Brighton

The Protestant Martyr of Brighton

When he was arrested in 1554 Deryk Carver had been running a successful beer brewing business for eight or nine years in Black Lion Street Brighthelmstone. Born in the village of Dilson by Stockom in the land of Liège, his house stood on the corner with Black Lion Lane and until it was recently reconstructed was once one of the oldest buildings in the town of Brighton as it is known today. 

It was here one dark October evening in 1554 that Carver, a keen Protestant, was reading and praying with some ten like-minded men. As they were saying the service in English as set forth in the new Prayer Book of Edward lV Edward Gage, the Sheriff of Sussex, broke into Carver’s home and arrested them. Carver spent the following months in Newgate Prison London and was never to return to his home in Brighton.  

Carver was called many times to be interrogated by the Bishop of London, Edmund Bonner. He consistently answered his questions clearly and boldly rejecting the teaching of the church of Rome because ‘it was not agreeable to God’s Word’. In particular he denied the doctrines of transubstantiation and auricular confession and declared the Latin Mass was ‘unprofitable’. Upon further examination he admitted that he had the Bible and Psalter in English read at ‘divers times’ in his house at Brighthelmstone.  

However, Bonner’s verdict was that Carver must die at the stake as a heretick.  

Eighteen months later the stake was prepared in Lewes and a barrel was attached into which Carver’s Bible was thrown. Climbing into the barrel, Carver retrieved the Bible and threw it out into the large crowd that had gathered, upon which the Sheriff ordered it to be thrown back, but it never was. Before the wood was lit Carver addressed the crowd: “Dear brethren and sisters, witness to you all that I am come to seal with my blood Christ’s Gospel, because I know that it is true. It hath been truly preached here in Lewes and in all parts of England but now it is not. Because I will not deny God’s Gospel and be obedient to man’s laws I am condemned to die!”  

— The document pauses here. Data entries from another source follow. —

//! Durable run snapshots.

use super::{IdentityMapping, RunId};
use crate::graph::domain::{ContentHash, NodeId, TaskGraph};
use chrono::{DateTime, Utc};
use serde::{Deserialize, Serialize};
use std::collections::BTreeSet;

/// Which nodes a run has finished with.
#[derive(Debug, Clone, Default, PartialEq, Eq, Serialize, Deserialize)]
pub struct Progress {
    processed: BTreeSet<NodeId>,
    #[serde(default)]
    failed: BTreeSet<NodeId>,
}

impl Progress {
    /// Creates empty progress.
    #[must_use]
    pub fn new() -> Self {
        Self::default()
    }

    /// Marks a node fully processed, clearing any earlier failure.
    pub fn mark_processed(&mut self, node: NodeId) {
        self.failed.remove(&node);
        self.processed.insert(node);
    }

    /// Clears any record of a node so the next run processes it again.
    pub fn forget(&mut self, node: &NodeId) {
        self.processed.remove(node);
        self.failed.remove(node);
    }

    /// Marks a node failed. Failed nodes are retried on resume.
    pub fn mark_failed(&mut self, node: NodeId) {
        self.failed.insert(node);
    }

    /// Returns `true` when the node was fully processed.
    #[must_use]
    pub fn is_processed(&self, node: &NodeId) -> bool {
        self.processed.contains(node)
    }

    /// Returns processed nodes.
    #[must_use]
    pub const fn processed(&self) -> &BTreeSet<NodeId> {
        &self.processed
    }

    /// Returns failed nodes.
    #[must_use]
    pub const fn failed(&self) -> &BTreeSet<NodeId> {
        &self.failed
    }
}

/// Mutable state of a run in progress.
#[derive(Debug, Clone, PartialEq, Eq)]
pub struct RunState {
    /// Run identifier.
    pub run_id: RunId,
    /// Graph being reconciled.
    pub graph: TaskGraph,
    /// Identity mapping accumulated so far.
    pub mapping: IdentityMapping,
    /// Processed and failed nodes.
    pub progress: Progress,
}

impl RunState {
    /// Starts a run over `graph` with a pre-seeded mapping.
    #[must_use]
    pub fn new(run_id: RunId, graph: TaskGraph, mapping: IdentityMapping) -> Self {
        Self {
            run_id,
            graph,
            mapping,
            progress: Progress::new(),
        }
    }

    /// Captures the state as a snapshot taken at `taken_at`.
    #[must_use]
    pub fn to_snapshot(&self, taken_at: DateTime<Utc>) -> Snapshot {
        Snapshot {
            run_id: self.run_id,
            taken_at,
            graph: self.graph.clone(),
            mapping: self.mapping.clone(),
            progress: self.progress.clone(),
        }
    }
}

/// Self-contained record sufficient to resume a run.
#[derive(Debug, Clone, PartialEq, Eq, Serialize, Deserialize)]
pub struct Snapshot {
    /// Run the snapshot belongs to.
    pub run_id: RunId,
    /// When the snapshot was taken.
    pub taken_at: DateTime<Utc>,
    /// Graph as parsed and merged.
    pub graph: TaskGraph,
    /// Identity mapping accumulated so far.
    pub mapping: IdentityMapping,
    /// Processed and failed nodes.
    pub progress: Progress,
}

impl Snapshot {
    /// Returns the content hash of the source document.
    #[must_use]
    pub const fn source_hash(&self) -> &ContentHash {
        &self.graph.metadata().content_hash
    }

    /// Returns the path of the source document.
    #[must_use]
    pub fn source_path(&self) -> &str {
        &self.graph.metadata().source_path
    }

    /// Returns the first node, in graph order, not yet processed.
    #[must_use]
    pub fn resume_point(&self) -> Option<&NodeId> {
        self.graph
            .nodes()
            .iter()
            .map(|node| node.id())
            .find(|id| !self.progress.is_processed(id))
    }
}

impl From<Snapshot> for RunState {
    fn from(snapshot: Snapshot) -> Self {
        Self {
            run_id: snapshot.run_id,
            graph: snapshot.graph,
            mapping: snapshot.mapping,
            progress: snapshot.progress,
        }
    }
}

His dying prayer as the flames were upon him was, “O Lord my God, Thou hast written, he that will not forsake wife, children house, and all that ever he hath, and take up his cross and follow Thee, is not worthy of Thee. But Thou Lord knowest that I have forsaken all to come unto Thee! Lord, have mercy upon me, for unto Thee I commend my spirit and my soul doth rejoice in Thee”.  So the first Martyr of Sussex, just 40 years old, died at the stake in Lewes 22 July 1555.       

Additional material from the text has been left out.